**PROBLEM DESCRIPTION:** Every record, from first to last, should be retyped word for word.

Collection entries:

use std::collections::{BTreeSet, HashMap};

use crate::error::ComputeError;
use crate::models::{Statement, Vote};

/// Dense participant x statement matrix: agree +1, disagree -1, pass or no vote 0.
///
/// Row `i` belongs to `participants()[i]` and column `j` to `statements()[j]`;
/// label and score vectors produced downstream use the same indices.
#[derive(Debug, Clone, PartialEq)]
pub struct OpinionMatrix {
    participants: Vec<String>,
    statements: Vec<String>,
    rows: Vec<Vec<f64>>,
    votes_per_statement: Vec<usize>,
}

impl OpinionMatrix {
    /// Builds the matrix for one poll.
    ///
    /// Columns follow the order of `statements` (deleted ones are skipped);
    /// rows are the distinct voters sorted by id. Votes on statements outside
    /// the list are ignored.
    pub fn build(statements: &[Statement], votes: &[Vote]) -> Self {
        let statement_ids: Vec<String> = statements
            .iter()
            .filter(|s| !s.deleted)
            .map(|s| s.id.clone())
            .collect();
        let column_of: HashMap<&str, usize> = statement_ids
            .iter()
            .enumerate()
            .map(|(j, id)| (id.as_str(), j))
            .collect();

        let participants: Vec<String> = votes
            .iter()
            .filter(|v| column_of.contains_key(v.statement_id.as_str()))
            .map(|v| v.participant_id.clone())
            .collect::<BTreeSet<_>>()
            .into_iter()
            .collect();
        let row_of: HashMap<&str, usize> = participants
            .iter()
            .enumerate()
            .map(|(i, id)| (id.as_str(), i))
            .collect();

        let mut rows = vec![vec![0.0; statement_ids.len()]; participants.len()];
        let mut votes_per_statement = vec![0; statement_ids.len()];
        for vote in votes {
            let (Some(&col), Some(&row)) = (
                column_of.get(vote.statement_id.as_str()),
                row_of.get(vote.participant_id.as_str()),
            ) else {
                continue;
            };
            rows[row][col] = vote.value.weight();
            votes_per_statement[col] += 1;
        }

        Self {
            participants,
            statements: statement_ids,
            rows,
            votes_per_statement,
        }
    }

    /// Matrix from raw values, every cell counted as a cast vote.
    pub fn from_rows(
        participants: Vec<String>,
        statements: Vec<String>,
        rows: Vec<Vec<f64>>,
    ) -> Result<Self, ComputeError> {
        if participants.len() != rows.len() {
            return Err(ComputeError::RowCount { participants: participants.len(), rows: rows.len() });
        }
        for (i, row) in rows.iter().enumerate() {
            if row.len() != statements.len() {
                return Err(ComputeError::RaggedMatrix { row: i, expected: statements.len(), found: row.len() });
            }
            if let Some(j) = row.iter().position(|v| !v.is_finite()) {
                return Err(ComputeError::NonFinite { row: i, col: j });
            }
        }
        let votes_per_statement = vec![participants.len(); statements.len()];
        Ok(Self { participants, statements, rows, votes_per_statement })
    }

    pub fn participants(&self) -> &[String] {
        &self.participants
    }

    pub fn statements(&self) -> &[String] {
        &self.statements
    }

    pub fn rows(&self) -> &[Vec<f64>] {
        &self.rows
    }

    pub fn participant_count(&self) -> usize {
        self.participants.len()
    }

    pub fn statement_count(&self) -> usize {
        self.statements.len()
    }

    pub fn is_empty(&self) -> bool {
        self.participants.is_empty() || self.statements.is_empty()
    }

    pub fn value(&self, row: usize, col: usize) -> f64 {
        self.rows[row][col]
    }

    pub fn has_votes(&self, col: usize) -> bool {
        self.votes_per_statement[col] > 0
    }

    pub fn participant_index(&self, participant_id: &str) -> Option<usize> {
        self.participants.iter().position(|p| p == participant_id)
    }

    pub fn statement_index(&self, statement_id: &str) -> Option<usize> {
        self.statements.iter().position(|s| s == statement_id)
    }
}

#[cfg(test)]
mod tests {
    use super::*;
    use crate::models::VoteValue;
    use chrono::Utc;

    fn statement(id: &str) -> Statement {
        let mut s = Statement::new("poll".to_string(), id.to_string());
        s.id = id.to_string();
        s
    }

    fn vote(participant: &str, statement: &str, value: VoteValue) -> Vote {
        Vote {
            id: format!("{}-{}", participant, statement),
            participant_id: participant.to_string(),
            statement_id: statement.to_string(),
            value,
            created_at: Utc::now(),
            updated_at: Utc::now(),
            revision: 1,
        }
    }

    #[test]
    fn encodes_votes_with_stable_indices() {
        let statements = vec![statement("s2"), statement("s1")];
        let votes = vec![
            vote("zed", "s1", VoteValue::Agree),
            vote("amy", "s2", VoteValue::Disagree),
            vote("amy", "s1", VoteValue::Pass),
        ];

        let matrix = OpinionMatrix::build(&statements, &votes);

        assert_eq!(matrix.statements(), &["s2".to_string(), "s1".to_string()]);
        assert_eq!(matrix.participants(), &["amy".to_string(), "zed".to_string()]);
        assert_eq!(matrix.rows(), &[vec![-1.0, 0.0], vec![0.0, 1.0]]);
        assert_eq!(matrix.participant_index("zed"), Some(1));
        assert_eq!(matrix.statement_index("s1"), Some(1));
    }

    #[test]
    fn tracks_statements_without_votes() {
        let statements = vec![statement("s1"), statement("quiet")];
        let votes = vec![vote("amy", "s1", VoteValue::Pass)];

        let matrix = OpinionMatrix::build(&statements, &votes);
        assert!(matrix.has_votes(0));
        assert!(!matrix.has_votes(1));
    }

    #[test]
    fn ignores_deleted_and_foreign_statements() {
        let mut gone = statement("gone");
        gone.deleted = true;
        let statements = vec![statement("s1"), gone];
        let votes = vec![
            vote("amy", "s1", VoteValue::Agree),
            vote("bob", "gone", VoteValue::Agree),
            vote("cat", "elsewhere", VoteValue::Agree),
        ];

        let matrix = OpinionMatrix::build(&statements, &votes);
        assert_eq!(matrix.statement_count(), 1);
        assert_eq!(matrix.participants(), &["amy".to_string()]);
    }

    #[test]
    fn no_votes_yields_empty_matrix() {
        let matrix = OpinionMatrix::build(&[statement("s1")], &[]);
        assert!(matrix.is_empty());
        assert_eq!(matrix.participant_count(), 0);
    }

    #[test]
    fn from_rows_validates_shape() {
        let err = OpinionMatrix::from_rows(
            vec!["a".into(), "b".into()],
            vec!["s".into()],
            vec![vec![1.0], vec![1.0, 0.0]],
        )
        .unwrap_err();
        assert!(matches!(err, ComputeError::RaggedMatrix { row: 1, expected: 1, found: 2 }));

        let err = OpinionMatrix::from_rows(vec!["a".into()], vec!["s".into()], vec![vec![f64::NAN]]).unwrap_err();
        assert!(matches!(err, ComputeError::NonFinite { row: 0, col: 0 }));
    }
}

**TASK ANSWER:**
use std::collections::{BTreeSet, HashMap};

use crate::error::ComputeError;
use crate::models::{Statement, Vote};

/// Dense participant x statement matrix: agree +1, disagree -1, pass or no vote 0.
///
/// Row `i` belongs to `participants()[i]` and column `j` to `statements()[j]`;
/// label and score vectors produced downstream use the same indices.
#[derive(Debug, Clone, PartialEq)]
pub struct OpinionMatrix {
    participants: Vec<String>,
    statements: Vec<String>,
    rows: Vec<Vec<f64>>,
    votes_per_statement: Vec<usize>,
}

impl OpinionMatrix {
    /// Builds the matrix for one poll.
    ///
    /// Columns follow the order of `statements` (deleted ones are skipped);
    /// rows are the distinct voters sorted by id. Votes on statements outside
    /// the list are ignored.
    pub fn build(statements: &[Statement], votes: &[Vote]) -> Self {
        let statement_ids: Vec<String> = statements
            .iter()
            .filter(|s| !s.deleted)
            .map(|s| s.id.clone())
            .collect();
        let column_of: HashMap<&str, usize> = statement_ids
            .iter()
            .enumerate()
            .map(|(j, id)| (id.as_str(), j))
            .collect();

        let participants: Vec<String> = votes
            .iter()
            .filter(|v| column_of.contains_key(v.statement_id.as_str()))
            .map(|v| v.participant_id.clone())
            .collect::<BTreeSet<_>>()
            .into_iter()
            .collect();
        let row_of: HashMap<&str, usize> = participants
            .iter()
            .enumerate()
            .map(|(i, id)| (id.as_str(), i))
            .collect();

        let mut rows = vec![vec![0.0; statement_ids.len()]; participants.len()];
        let mut votes_per_statement = vec![0; statement_ids.len()];
        for vote in votes {
            let (Some(&col), Some(&row)) = (
                column_of.get(vote.statement_id.as_str()),
                row_of.get(vote.participant_id.as_str()),
            ) else {
                continue;
            };
            rows[row][col] = vote.value.weight();
            votes_per_statement[col] += 1;
        }

        Self {
            participants,
            statements: statement_ids,
            rows,
            votes_per_statement,
        }
    }

    /// Matrix from raw values, every cell counted as a cast vote.
    pub fn from_rows(
        participants: Vec<String>,
        statements: Vec<String>,
        rows: Vec<Vec<f64>>,
    ) -> Result<Self, ComputeError> {
        if participants.len() != rows.len() {
            return Err(ComputeError::RowCount { participants: participants.len(), rows: rows.len() });
        }
        for (i, row) in rows.iter().enumerate() {
            if row.len() != statements.len() {
                return Err(ComputeError::RaggedMatrix { row: i, expected: statements.len(), found: row.len() });
            }
            if let Some(j) = row.iter().position(|v| !v.is_finite()) {
                return Err(ComputeError::NonFinite { row: i, col: j });
            }
        }
        let votes_per_statement = vec![participants.len(); statements.len()];
        Ok(Self { participants, statements, rows, votes_per_statement })
    }

    pub fn participants(&self) -> &[String] {
        &self.participants
    }

    pub fn statements(&self) -> &[String] {
        &self.statements
    }

    pub fn rows(&self) -> &[Vec<f64>] {
        &self.rows
    }

    pub fn participant_count(&self) -> usize {
        self.participants.len()
    }

    pub fn statement_count(&self) -> usize {
        self.statements.len()
    }

    pub fn is_empty(&self) -> bool {
        self.participants.is_empty() || self.statements.is_empty()
    }

    pub fn value(&self, row: usize, col: usize) -> f64 {
        self.rows[row][col]
    }

    pub fn has_votes(&self, col: usize) -> bool {
        self.votes_per_statement[col] > 0
    }

    pub fn participant_index(&self, participant_id: &str) -> Option<usize> {
        self.participants.iter().position(|p| p == participant_id)
    }

    pub fn statement_index(&self, statement_id: &str) -> Option<usize> {
        self.statements.iter().position(|s| s == statement_id)
    }
}

#[cfg(test)]
mod tests {
    use super::*;
    use crate::models::VoteValue;
    use chrono::Utc;

    fn statement(id: &str) -> Statement {
        let mut s = Statement::new("poll".to_string(), id.to_string());
        s.id = id.to_string();
        s
    }

    fn vote(participant: &str, statement: &str, value: VoteValue) -> Vote {
        Vote {
            id: format!("{}-{}", participant, statement),
            participant_id: participant.to_string(),
            statement_id: statement.to_string(),
            value,
            created_at: Utc::now(),
            updated_at: Utc::now(),
            revision: 1,
        }
    }

    #[test]
    fn encodes_votes_with_stable_indices() {
        let statements = vec![statement("s2"), statement("s1")];
        let votes = vec![
            vote("zed", "s1", VoteValue::Agree),
            vote("amy", "s2", VoteValue::Disagree),
            vote("amy", "s1", VoteValue::Pass),
        ];

        let matrix = OpinionMatrix::build(&statements, &votes);

        assert_eq!(matrix.statements(), &["s2".to_string(), "s1".to_string()]);
        assert_eq!(matrix.participants(), &["amy".to_string(), "zed".to_string()]);
        assert_eq!(matrix.rows(), &[vec![-1.0, 0.0], vec![0.0, 1.0]]);
        assert_eq!(matrix.participant_index("zed"), Some(1));
        assert_eq!(matrix.statement_index("s1"), Some(1));
    }

    #[test]
    fn tracks_statements_without_votes() {
        let statements = vec![statement("s1"), statement("quiet")];
        let votes = vec![vote("amy", "s1", VoteValue::Pass)];

        let matrix = OpinionMatrix::build(&statements, &votes);
        assert!(matrix.has_votes(0));
        assert!(!matrix.has_votes(1));
    }

    #[test]
    fn ignores_deleted_and_foreign_statements() {
        let mut gone = statement("gone");
        gone.deleted = true;
        let statements = vec![statement("s1"), gone];
        let votes = vec![
            vote("amy", "s1", VoteValue::Agree),
            vote("bob", "gone", VoteValue::Agree),
            vote("cat", "elsewhere", VoteValue::Agree),
        ];

        let matrix = OpinionMatrix::build(&statements, &votes);
        assert_eq!(matrix.statement_count(), 1);
        assert_eq!(matrix.participants(), &["amy".to_string()]);
    }

    #[test]
    fn no_votes_yields_empty_matrix() {
        let matrix = OpinionMatrix::build(&[statement("s1")], &[]);
        assert!(matrix.is_empty());
        assert_eq!(matrix.participant_count(), 0);
    }

    #[test]
    fn from_rows_validates_shape() {
        let err = OpinionMatrix::from_rows(
            vec!["a".into(), "b".into()],
            vec!["s".into()],
            vec![vec![1.0], vec![1.0, 0.0]],
        )
        .unwrap_err();
        assert!(matches!(err, ComputeError::RaggedMatrix { row: 1, expected: 1, found: 2 }));

        let err = OpinionMatrix::from_rows(vec!["a".into()], vec!["s".into()], vec![vec![f64::NAN]]).unwrap_err();
        assert!(matches!(err, ComputeError::NonFinite { row: 0, col: 0 }));
    }
}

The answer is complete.